Im aktuellen Niedrigzinsumfeld müssen Investoren kreativer werden, um robuste Anlageziele zu finden. In diesem Zusammenhang beobachtet der M&A-Anwalt die Tendenz zu langfristigeren Beteiligungen durch Finanzinvestoren an Unternehmen im Gesundheitssektor.

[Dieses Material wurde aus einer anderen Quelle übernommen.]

use jsonwebtoken::jwk::{Jwk, JwkSet};
use jsonwebtoken::{Algorithm, DecodingKey, Validation, decode, decode_header};
use serde_json::Value;
use subtle::ConstantTimeEq;
use time::OffsetDateTime;

use crate::error::Error;
use crate::oauth::client::ProviderClient;
use crate::provider::OAuthProvider;

/// Clock skew tolerated on `exp` and `iat`.
const LEEWAY_SECS: u64 = 60;

fn is_hmac(alg: Algorithm) -> bool {
    matches!(alg, Algorithm::HS256 | Algorithm::HS384 | Algorithm::HS512)
}

/// Picks the JWKS entry for `kid`, or the only key when the token names none.
fn select_jwk<'a>(jwks: &'a JwkSet, kid: Option<&str>) -> Result<&'a Jwk, Error> {
    match kid {
        Some(kid) => jwks
            .find(kid)
            .ok_or_else(|| Error::invalid_id_token(format!("no JWKS key with kid '{kid}'"))),
        None => match jwks.keys.as_slice() {
            [only] => Ok(only),
            _ => Err(Error::invalid_id_token("token has no kid and JWKS is ambiguous")),
        },
    }
}

/// Verifies an ID token and returns its claims.
///
/// Asymmetric algorithms are checked against the provider's JWKS (fetched once
/// per call); HMAC algorithms against the client secret.
pub(crate) async fn verify(
    client: &ProviderClient,
    provider: &OAuthProvider,
    id_token: &str,
    expected_nonce: Option<&str>,
) -> Result<Value, Error> {
    let header = decode_header(id_token)
        .map_err(|e| Error::invalid_id_token(format!("malformed header: {e}")))?;

    let key = if is_hmac(header.alg) {
        let secret = provider
            .client_secret
            .as_deref()
            .ok_or_else(|| Error::invalid_id_token("HMAC-signed token but no client secret"))?;
        DecodingKey::from_secret(secret.as_bytes())
    } else {
        let jwks_uri = provider
            .jwks_uri
            .as_ref()
            .ok_or_else(|| Error::invalid_id_token("provider has no jwks_uri"))?;
        let jwks = client.fetch_jwks(jwks_uri).await?;
        let jwk = select_jwk(&jwks, header.kid.as_deref())?;
        DecodingKey::from_jwk(jwk)
            .map_err(|e| Error::invalid_id_token(format!("unusable JWK: {e}")))?
    };

    validate(provider, id_token, header.alg, &key, expected_nonce)
}

/// Signature and claim checks, given the resolved key.
pub(crate) fn validate(
    provider: &OAuthProvider,
    id_token: &str,
    alg: Algorithm,
    key: &DecodingKey,
    expected_nonce: Option<&str>,
) -> Result<Value, Error> {
    let issuer = provider
        .issuer
        .as_deref()
        .ok_or_else(|| Error::invalid_id_token("provider has no issuer"))?;

    let mut validation = Validation::new(alg);
    validation.set_issuer(&[issuer]);
    validation.set_audience(&[provider.client_id.as_str()]);
    validation.set_required_spec_claims(&["exp", "iss", "aud", "sub"]);
    validation.leeway = LEEWAY_SECS;

    let claims = decode::<Value>(id_token, key, &validation)
        .map_err(|e| Error::invalid_id_token(e.to_string()))?
        .claims;

    let now = OffsetDateTime::now_utc().unix_timestamp();
    match claims.get("iat").and_then(Value::as_i64) {
        Some(iat) if iat > now + LEEWAY_SECS as i64 => {
            return Err(Error::invalid_id_token("iat is in the future"));
        }
        Some(_) => {}
        None => return Err(Error::invalid_id_token("missing iat")),
    }

    if let Some(expected) = expected_nonce {
        let nonce = claims.get("nonce").and_then(Value::as_str).ok_or(Error::InvalidNonce)?;
        if !bool::from(nonce.as_bytes().ct_eq(expected.as_bytes())) {
            return Err(Error::InvalidNonce);
        }
    }

    Ok(claims)
}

Manche Finanzinvestoren betrachten Healthcare-Unternehmen sogar als „soziale Infrastruktur“, und entsprechend langfristig richten sie auch ihre Investments in solche Unternehmen aus.

Laut Schneider beteiligen sich Investoren wie beispielsweise das PE-Haus Antin zwischen 15 und 30 Jahre und nehmen dafür auch  eine geringe Rendite in Kauf. Zudem sieht Schneider vermehrt marktfremde Investoren, die ihre M&A-Aktivitäten auf den Gesundheitssektor konzentrieren.  
 
Als Hauptgrund für diese Entwicklung sieht Schneider die Robustheit des Sektors. Jeder sei über kurz oder lang auf medizinische Versorgung oder Pflege angewiesen. Dementsprechend sei der Gesundheitssektor gegenüber negativen wirtschaftlichen Entwicklungen weniger anfällig als andere Wirtschaftszweige.

These 3: Die Multiples bleiben auf hohem Niveau

Neben den steigenden Kaufpreisen befinden sich auch die gezahlten Multiples in einem Höhenrausch. Für Stada etwa bezahlten Cinven und Bain ein Ebitda-Multiple von über 13x.

Auch hier sieht Schneider Potenzial dafür, dass sich ein solches Multiple-Niveau sogar langfristig halten könnte. „Wir haben natürlich schon seit längerer Zeit einen Verkäufermarkt mit hohen Multiples. Aber der Trend zeigt weiter nach oben. Wir werden also immer öfter Multiples in der Größenordnung von 12 bis 14x Ebitda sehen“, ist Schneider überzeugt.

Sollte sich also bewahrheiten, dass weitere Milliarden-Deals, mehr Infrastrukturgelder und konstant hohe Multiples im Gesundheitssektor zu erwarten sind, dann stehen den auf Healthcare spezialisierten Investmentbankern ereignisreiche Monate bevor.